Only scientific research, from the last decade, has uncovered the true connection between wealth and satisfaction?  Maybe, but only if you are a good modernist rejecting tradition and revelation.

As interesting as the research Bennett presents might be, the claim to “newness” is really only explainable by the Globe‘s need to get eyeballs to advertisers.

Even before the 1990s, self-interest and virtue have been thought to have an important relationship.  For Christians and many others, the argument that humans are more satisfied by virtue is obviously sensible.  Pagan philosophers like Aristotle believed pursuing self-interest, or happiness, was ultimately fulfilled by living well.

The research Bennett presents confirms that satisfying our base passions never leads to happiness.  Base passions in this instance being our unquenchable desire to consume self-oriented stuff.  Instead, research shows that we should spend money on what amounts to seeking other people’s good, or loving others.
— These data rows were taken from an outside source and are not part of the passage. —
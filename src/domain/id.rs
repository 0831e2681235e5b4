//! Domain identifier types with proper encapsulation.

use std::fmt;

use serde::{Deserialize, Serialize};

/// Forecasting source identifier - newtype for type safety.
///
/// The inner String is private to ensure all construction goes through
/// the defined constructors.
#[derive(Debug, Clone, PartialEq, Eq, Hash, PartialOrd, Ord, Serialize, Deserialize)]
#[serde(transparent)]
pub struct SourceId(String);

impl SourceId {
    /// Create a new SourceId from a string.
    pub fn new(id: impl Into<String>) -> Self {
        Self(id.into())
    }

    /// Get the source ID as a string slice.
    pub fn as_str(&self) -> &str {
        &self.0
    }
}

impl fmt::Display for SourceId {
    fn fmt(&self, f: &mut fmt::Formatter<'_>) -> fmt::Result {
        write!(f, "{}", self.0)
    }
}

impl From<String> for SourceId {
    fn from(s: String) -> Self {
        Self::new(s)
    }
}

impl From<&str> for SourceId {
    fn from(s: &str) -> Self {
        Self::new(s)
    }
}

/// Matchup identifier in `away@home` form.
#[derive(Debug, Clone, PartialEq, Eq, Hash, PartialOrd, Ord, Serialize, Deserialize)]
#[serde(transparent)]
pub struct GameKey(String);

impl GameKey {
    /// Build the key for an away/home matchup.
    pub fn new(away_team: &str, home_team: &str) -> Self {
        Self(format!("{away_team}@{home_team}"))
    }

    /// Get the key as a string slice.
    pub fn as_str(&self) -> &str {
        &self.0
    }
}

impl fmt::Display for GameKey {
    fn fmt(&self, f: &mut fmt::Formatter<'_>) -> fmt::Result {
        write!(f, "{}", self.0)
    }
}

/// Normalize a team name into an identifier segment: whitespace runs become
/// underscores and letters are upper-cased.
pub(crate) fn id_segment(name: &str) -> String {
    name.split_whitespace()
        .collect::<Vec<_>>()
        .join("_")
        .to_uppercase()
}
use std::collections::BTreeMap;

use chrono::{DateTime, Utc};
use serde::{Deserialize, Serialize};

use super::aggregate::{PerformanceRecord, PerformanceTable};
use crate::domain::classify::Factor;

/// Additive weights keyed by factor then bin label.
pub type WeightTable = BTreeMap<Factor, BTreeMap<String, f64>>;

/// Immutable weights and performance artifact read by the sizer.
///
/// Replaced wholesale between runs, never edited in place.
#[derive(Debug, Clone, PartialEq, Serialize, Deserialize)]
#[serde(rename_all = "camelCase")]
pub struct WeightsSnapshot {
    #[serde(default)]
    pub version: u64,
    #[serde(default = "default_weights")]
    pub weights: WeightTable,
    #[serde(default)]
    pub performance: PerformanceTable,
    #[serde(default)]
    pub total_sample_size: u32,
    #[serde(default)]
    pub last_updated: Option<DateTime<Utc>>,
}

impl Default for WeightsSnapshot {
    fn default() -> Self {
        Self {
            version: 0,
            weights: default_weights(),
            performance: PerformanceTable::new(),
            total_sample_size: 0,
            last_updated: None,
        }
    }
}

impl WeightsSnapshot {
    /// Additive weight for a bin, if the table has one.
    #[must_use]
    pub fn weight(&self, factor: Factor, bin: &str) -> Option<f64> {
        self.weights.get(&factor)?.get(bin).copied()
    }

    /// Historical record for a bin, if any wagers landed in it.
    #[must_use]
    pub fn performance(&self, factor: Factor, bin: &str) -> Option<&PerformanceRecord> {
        self.performance.get(&factor)?.get(bin)
    }

    /// Whether this is the built-in fallback rather than an aggregated artifact.
    #[must_use]
    pub fn is_builtin(&self) -> bool {
        self.version == 0 && self.performance.is_empty()
    }
}

/// Built-in weight table used before any history has been aggregated.
#[must_use]
pub fn default_weights() -> WeightTable {
    let table: [(Factor, &[(&str, f64)]); 5] = [
        (
            Factor::Grade,
            &[("A", 1.6), ("B", 0.9), ("C", 1.0), ("D", 0.8), ("F", 0.5)],
        ),
        (
            Factor::Odds,
            &[
                ("HEAVY_FAV", 0.5),
                ("BIG_FAV", 1.0),
                ("MOD_FAV", 1.5),
                ("SLIGHT_FAV", 1.6),
                ("PICKEM", 0.8),
                ("SLIGHT_DOG", 0.7),
                ("BIG_DOG", 0.4),
            ],
        ),
        (
            Factor::Probability,
            &[("HIGH", 1.5), ("GOOD", 1.2), ("MOD", 1.0), ("LOW", 0.7)],
        ),
        (
            Factor::Ev,
            &[
                ("VERY_HIGH", 0.5),
                ("HIGH", 0.8),
                ("GOOD", 1.4),
                ("MOD", 1.2),
                ("LOW", 1.0),
                ("NEG", 0.9),
            ],
        ),
        (Factor::Side, &[("AWAY", 1.2), ("HOME", 0.9)]),
    ];

    table
        .into_iter()
        .map(|(factor, bins)| {
            let bins = bins.iter().map(|(bin, w)| ((*bin).to_string(), *w)).collect();
            (factor, bins)
        })
        .collect()
}
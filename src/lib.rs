//! Courtedge - forecast-ensemble edge detection and calibrated staking for
//! college basketball.
//!
//! Independent forecasting sources are blended into one probability per
//! side, priced against the market, classified into historical performance
//! bins, sized from a calibrated weights snapshot and finally filtered by a
//! multi-signal gate before prime picks are persisted.
//!
//! # Modules
//!
//! - [`domain`] - Pure types and calculations: ensemble, edge, classification,
//!   calibration, sizing and the gate
//! - [`port`] - Persistence traits (`PickStore`, `WeightsRepository`)
//! - [`adapter`] - JSON feed loading, pick stores and the weights file
//! - [`app`] - Configuration, the evaluation pipeline and recalibration
//! - [`cli`] - Command-line interface
//! - [`error`] - Error types for the crate
//!
//! # Example
//!
//! ```
//! use courtedge::domain::{AmericanOdds, Grade, OddsRange};
//!
//! assert_eq!(Grade::from_ev(4.2), Grade::B);
//! let odds = AmericanOdds::try_new(150).unwrap();
//! assert_eq!(OddsRange::of(odds), OddsRange::SlightDog);
//! ```

pub mod adapter;
pub mod app;
pub mod cli;
pub mod domain;
pub mod error;
pub mod port;

#[cfg(any(test, feature = "testkit"))]
pub mod testkit;
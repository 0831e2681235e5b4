//! Logging configuration and initialization.

use serde::Deserialize;
use tracing_subscriber::{fmt, EnvFilter};

/// Logging configuration.
#[derive(Debug, Clone, Deserialize)]
pub struct LoggingConfig {
    #[serde(default = "default_level")]
    pub level: String,
    #[serde(default = "default_format")]
    pub format: String,
}

fn default_level() -> String {
    "info".into()
}

fn default_format() -> String {
    "pretty".into()
}

impl LoggingConfig {
    /// Initialize the tracing subscriber on stderr. `RUST_LOG` overrides `level`.
    pub fn init(&self) {
        let filter =
            EnvFilter::try_from_default_env().unwrap_or_else(|_| EnvFilter::new(&self.level));

        match self.format.as_str() {
            "json" => {
                fmt()
                    .json()
                    .with_env_filter(filter)
                    .with_writer(std::io::stderr)
                    .init();
            }
            _ => {
                fmt()
                    .with_env_filter(filter)
                    .with_writer(std::io::stderr)
                    .init();
            }
        }
    }
}

impl Default for LoggingConfig {
    fn default() -> Self {
        Self {
            level: default_level(),
            format: default_format(),
        }
    }
}
//! Pick store adapters.
//!
//! - [`MemoryStore`] keeps picks in process memory (tests, dry runs).
//! - [`JsonFileStore`] keeps one JSON document keyed by pick id.

mod file;
mod memory;

pub use file::JsonFileStore;
pub use memory::MemoryStore;

use std::collections::BTreeMap;

use crate::domain::{Pick, PickId};
use crate::port::WriteOutcome;

/// Insert `pick`, or merge it into the record already stored under its id.
pub(crate) fn write_once(picks: &mut BTreeMap<PickId, Pick>, pick: &Pick) -> WriteOutcome {
    match picks.get_mut(&pick.id) {
        Some(existing) => {
            if existing.merge_confirmation(pick) {
                WriteOutcome::Merged
            } else {
                WriteOutcome::Unchanged
            }
        }
        None => {
            picks.insert(pick.id.clone(), pick.clone());
            WriteOutcome::Created
        }
    }
}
Jesus was on to this fact and more:

Love the Lord your God with all your heart and with all your soul and with all your mind. This is the first and greatest commandment. And the second is like it: Love your neighbor as yourself.

But the Boston Globe won’t avoid bankruptcy by reporting that.

(HT: Arts & Letters Daily)

1 Comment

  • September 8, 2009

    Bryan Wandel

    On statistical study of happiness and money, I recall Charles Murray hitting on it in “In Pursuit of Happiness and Good Government” (1989), where he gives statistics showing that happiness corresponds strongly with income up to a certain level (somewhat above subsistence), then levels off. He does this to emphasize the State’s role, which should not extend beyond that economic threshold, after which economics (and to him, the State) is irrelevant.
    On philosophical study of happiness and money, I can’t help but bring up my favorite passage from Arendt. In analyzing the mindset of the French Revolution, she sees it going out of control when egregious poverty is released onto the scene of politics. This was inherent in Rousseau’s mawkish pity, but it took the national chaos following the fall of the Bastille to really unleash a political force that was codependent with political actors (the republicans and the Parisian middle class who had pity on the poor). Such poverty as existed in France at the time was suddenly in their face, and their reactions were prepared by Rousseau’s emotive sensationalism.
    One reason the American revolution was different is that, while we had poor people, there was little wretched poverty, due in part to natural abundance on the continent, and due in part to the simple fact that American society was an escape from the suffocating social conditions of Europe. America DID, however, fall to the same conditions with the influx of massive immigration of “the wretched refuse” of Europe.
    2 problems with putting this kind of poverty front and center in politics:
    1. The aristocracy have of course desired wealth, but their general characteristic is the enjoyment of wealth. Thus, amidst some extravagance and indulgence, the aristiocrats have also been the leaders in the highest ways life can be enjoyed. The dreams of the aristocrats were ultimately that of higher virtue, higher achievement, etc. The dreams of the poor have been taking in massive amounts of money. This dream can be carried forward when the poor advance their material condition but have not natural leaders in “enjoying the good.” Thus, American lust for massive amounts of lucre may have its roots in American poverty, which actually came after the Revolution.
    2. When the relationship to poverty is characterized by pity, poverty cannot really be meliorated. First, this is because pity is an emotion, and people have a tendency to love their emotions, even the negative ones (because they FEEL). Valorizing pity ultimately means there needs to be something pitied. Second, pity emphasizes the ground in between the pitier and the pitiable. Solidarity, on the other hand solves one of the truly inhumane problems of poverty: that the impoverished person has no voice in public and social affairs, and is marginalized in his social being because he cannot speak on equal terms. Solidarity is the necessary, correct, and human remedy.